Darius the Mede is a character appearing thrice in the biblical Book of Daniel. Meanwhile the exact identity of Darius the Mede remains the subject of heated debate representing "the last great hurdle to the contextually historical authenticity of book": leading skeptics to claim Darius the Mede is nothing more than an easily dismissed fictional character, while reversely the class of "historical harmonizers" suggesting that Darius the Mede is simply another name for an existing historical figure.

This subject is further complicated by Josephus simply stating that Darius the Mede was the son of Astyages king of the Medes and that he was known to the Greeks by another name, without qualifying what that name was.

Meanwhile the broadly used "Father of History" also oft called "the Father of Lies" in his dramatic recount, records that Astyages had no son, but rather tells how the kingdom passed directly to Cyrus by force of arms [1].

Thus Herodotus' account stands in direct opposition to Josephus' statement and Xenophon's far more extensive and detailed book on the subject which extensively relates how Astyages' son was Cyaxares II, which when combined with Josephus provides a natural solution on the subject.

But with the only extant clay tablets, the Uruk King List and Ptolemy's Canon (of which, both of the latter are known not to be perfect) seeming to support the direct passage of power to Cyrus II, the grounds for debate have been established.
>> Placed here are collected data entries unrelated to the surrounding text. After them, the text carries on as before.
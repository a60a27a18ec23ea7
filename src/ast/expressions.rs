use serde::Serialize;

use crate::Span;

use super::{
    ast::{Expr, Ident},
    statements::Block,
    types::TypeHint,
};

#[derive(Debug, Clone, PartialEq, Serialize)]
pub enum NumberValue {
    Int(i64),
    /// Integer literals above `i64::MAX`, up to `u64::MAX`
    UInt(u64),
    Float(f64),
}

#[derive(Debug, Clone, PartialEq, Serialize)]
pub struct NumberExpr {
    pub value: NumberValue,
    pub span: Span,
}

#[derive(Debug, Clone, Copy, PartialEq, Eq, Serialize)]
pub enum StringStyle {
    Double,
    Single,
    Triple,
    Raw,
    Backtick,
    /// An unquoted word, such as a long-flag value
    Bare,
}

#[derive(Debug, Clone, PartialEq, Serialize)]
pub struct StringExpr {
    pub value: String,
    pub style: StringStyle,
    pub span: Span,
}

#[derive(Debug, Clone, PartialEq, Serialize)]
pub struct BoolExpr {
    pub value: bool,
    pub span: Span,
}

#[derive(Debug, Clone, PartialEq, Serialize)]
pub struct NullExpr {
    pub span: Span,
}

/// `$name`
#[derive(Debug, Clone, PartialEq, Serialize)]
pub struct VariableExpr {
    pub ident: Ident,
    pub span: Span,
}

/// `$env.NAME`
#[derive(Debug, Clone, PartialEq, Serialize)]
pub struct EnvVariableExpr {
    pub name: String,
    pub span: Span,
}

#[derive(Debug, Clone, Copy, PartialEq, Eq, Serialize)]
pub enum SpecialVariable {
    It,
    Underscore,
    Err,
}

#[derive(Debug, Clone, PartialEq, Serialize)]
pub struct SpecialVariableExpr {
    pub variable: SpecialVariable,
    pub span: Span,
}

/// A bare identifier used as a value, e.g. the callee of `add(1, 2)`.
#[derive(Debug, Clone, PartialEq, Serialize)]
pub struct SymbolExpr {
    pub ident: Ident,
    pub builtin: bool,
    pub span: Span,
}

#[derive(Debug, Clone, Copy, PartialEq, Eq, Serialize)]
pub enum BinaryOp {
    NullCoalesce,
    Or,
    And,
    Equals,
    NotEquals,
    Less,
    LessEquals,
    Greater,
    GreaterEquals,
    RegexMatch,
    RegexNotMatch,
    In,
    Add,
    Subtract,
    Concat,
    Multiply,
    Divide,
    Modulo,
}

#[derive(Debug, Clone, PartialEq, Serialize)]
pub struct BinaryExpr {
    pub left: Box<Expr>,
    pub operator: BinaryOp,
    pub right: Box<Expr>,
    pub span: Span,
}

#[derive(Debug, Clone, Copy, PartialEq, Eq, Serialize)]
pub enum UnaryOp {
    Not,
    Negate,
}

#[derive(Debug, Clone, PartialEq, Serialize)]
pub struct PrefixExpr {
    pub operator: UnaryOp,
    pub right: Box<Expr>,
    pub span: Span,
}

#[derive(Debug, Clone, Copy, PartialEq, Eq, Serialize)]
pub enum AssignOp {
    Assign,
    AddAssign,
    SubtractAssign,
    MultiplyAssign,
    DivideAssign,
    ModuloAssign,
}

#[derive(Debug, Clone, PartialEq, Serialize)]
pub struct AssignmentExpr {
    pub assignee: Box<Expr>,
    pub operator: AssignOp,
    pub value: Box<Expr>,
    pub span: Span,
}

#[derive(Debug, Clone, PartialEq, Serialize)]
pub struct CallExpr {
    pub callee: Box<Expr>,
    pub arguments: Vec<Expr>,
    pub span: Span,
}

/// `object.property`; the property is not a bindable name.
#[derive(Debug, Clone, PartialEq, Serialize)]
pub struct MemberExpr {
    pub object: Box<Expr>,
    pub property: String,
    pub property_span: Span,
    pub span: Span,
}

#[derive(Debug, Clone, PartialEq, Serialize)]
pub struct IndexExpr {
    pub object: Box<Expr>,
    pub index: Box<Expr>,
    pub span: Span,
}

#[derive(Debug, Clone, PartialEq, Serialize)]
pub struct RangeExpr {
    pub start: Box<Expr>,
    pub end: Box<Expr>,
    pub inclusive: bool,
    pub span: Span,
}

/// Pipe edge labels. Kept distinct; evaluation tells them apart.
#[derive(Debug, Clone, Copy, PartialEq, Eq, Serialize)]
pub enum PipeOp {
    /// `|`
    Value,
    /// `|>`
    Append,
    /// `|?`
    NullSafe,
    /// `|!`
    ErrorPropagating,
}

/// Stages joined by pipes, where at least one stage is not a command.
/// `pipes[i]` joins `stages[i]` and `stages[i + 1]`.
#[derive(Debug, Clone, PartialEq, Serialize)]
pub struct PipelineExpr {
    pub stages: Vec<Expr>,
    pub pipes: Vec<PipeOp>,
    pub span: Span,
}

/// `name arg… | name arg…`: every stage is a command invocation.
#[derive(Debug, Clone, PartialEq, Serialize)]
pub struct CommandExpr {
    pub stages: Vec<CommandStage>,
    pub pipes: Vec<PipeOp>,
    pub span: Span,
}

#[derive(Debug, Clone, PartialEq, Serialize)]
pub struct CommandStage {
    pub name: Ident,
    pub builtin: bool,
    pub arguments: Vec<Argument>,
    pub span: Span,
}

#[derive(Debug, Clone, PartialEq, Serialize)]
pub enum Argument {
    Positional(Expr),
    Flag(FlagArgument),
    /// Adjacent tokens taken verbatim, e.g. `/tmp/*.txt`.
    Word(WordArgument),
}

#[derive(Debug, Clone, PartialEq, Serialize)]
pub struct FlagArgument {
    /// Flag name without the leading dashes.
    pub name: String,
    pub long: bool,
    pub value: Option<Box<Expr>>,
    pub span: Span,
}

#[derive(Debug, Clone, PartialEq, Serialize)]
pub struct WordArgument {
    pub text: String,
    pub span: Span,
}

#[derive(Debug, Clone, PartialEq, Serialize)]
pub struct ListExpr {
    pub elements: Vec<Expr>,
    pub span: Span,
}

#[derive(Debug, Clone, PartialEq, Serialize)]
pub struct RecordField {
    pub key: String,
    pub key_span: Span,
    pub value: Expr,
    pub span: Span,
}

#[derive(Debug, Clone, PartialEq, Serialize)]
pub struct RecordExpr {
    pub fields: Vec<RecordField>,
    pub span: Span,
}

#[derive(Debug, Clone, PartialEq, Serialize)]
pub struct TupleExpr {
    pub elements: Vec<Expr>,
    pub span: Span,
}

#[derive(Debug, Clone, PartialEq, Serialize)]
pub struct SetExpr {
    pub elements: Vec<Expr>,
    pub span: Span,
}

#[derive(Debug, Clone, PartialEq, Serialize)]
pub struct Parameter {
    pub name: Ident,
    pub type_hint: Option<TypeHint>,
    pub default: Option<Expr>,
    /// `...$rest`
    pub rest: bool,
    pub span: Span,
}

/// `{ |params| statements }` or `{ statements }` used as a value.
/// `params` is `None` when no `|…|` list was written.
#[derive(Debug, Clone, PartialEq, Serialize)]
pub struct ClosureExpr {
    pub params: Option<Vec<Parameter>>,
    pub body: Block,
    pub span: Span,
}

/// `|params| -> type { block }`
#[derive(Debug, Clone, PartialEq, Serialize)]
pub struct LambdaExpr {
    pub params: Vec<Parameter>,
    pub return_type: Option<TypeHint>,
    pub body: Block,
    pub span: Span,
}

/// A braced statement list in statement position.
#[derive(Debug, Clone, PartialEq, Serialize)]
pub struct BlockExpr {
    pub block: Block,
    pub span: Span,
}

/// `$( … )`
#[derive(Debug, Clone, PartialEq, Serialize)]
pub struct CommandSubstitutionExpr {
    pub body: Box<Expr>,
    pub span: Span,
}

#[derive(Debug, Clone, Copy, PartialEq, Eq, Serialize)]
pub enum ProcessDirection {
    /// `<( … )`
    Input,
    /// `>( … )`
    Output,
}

#[derive(Debug, Clone, PartialEq, Serialize)]
pub struct ProcessSubstitutionExpr {
    pub direction: ProcessDirection,
    pub body: Box<Expr>,
    pub span: Span,
}

#[derive(Debug, Clone, PartialEq, Serialize)]
pub enum BraceExpansion {
    /// `{a,b,c}`
    List(Vec<WordArgument>),
    /// `{1..5}` / `{1..=5}`
    Range { start: i64, end: i64, inclusive: bool },
}

#[derive(Debug, Clone, PartialEq, Serialize)]
pub struct BraceExpansionExpr {
    pub expansion: BraceExpansion,
    pub span: Span,
}

/// A parenthesized expression; kept so spans stay contiguous.
#[derive(Debug, Clone, PartialEq, Serialize)]
pub struct GroupingExpr {
    pub inner: Box<Expr>,
    pub span: Span,
}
Meanwhile the most authoritative Behistun Inscription of Darius I does reference "Cyaxares" twice, but it remains questionable if these refer to Astyages father Cyaxares I or son Cyaxares II. Therefore the academic community remains divided.

It must also be noted that while a host of other individuals have been proposed for the identity of Darius the Mede, the case for synergy with Cyaxares II remains the most historically plausible outcome.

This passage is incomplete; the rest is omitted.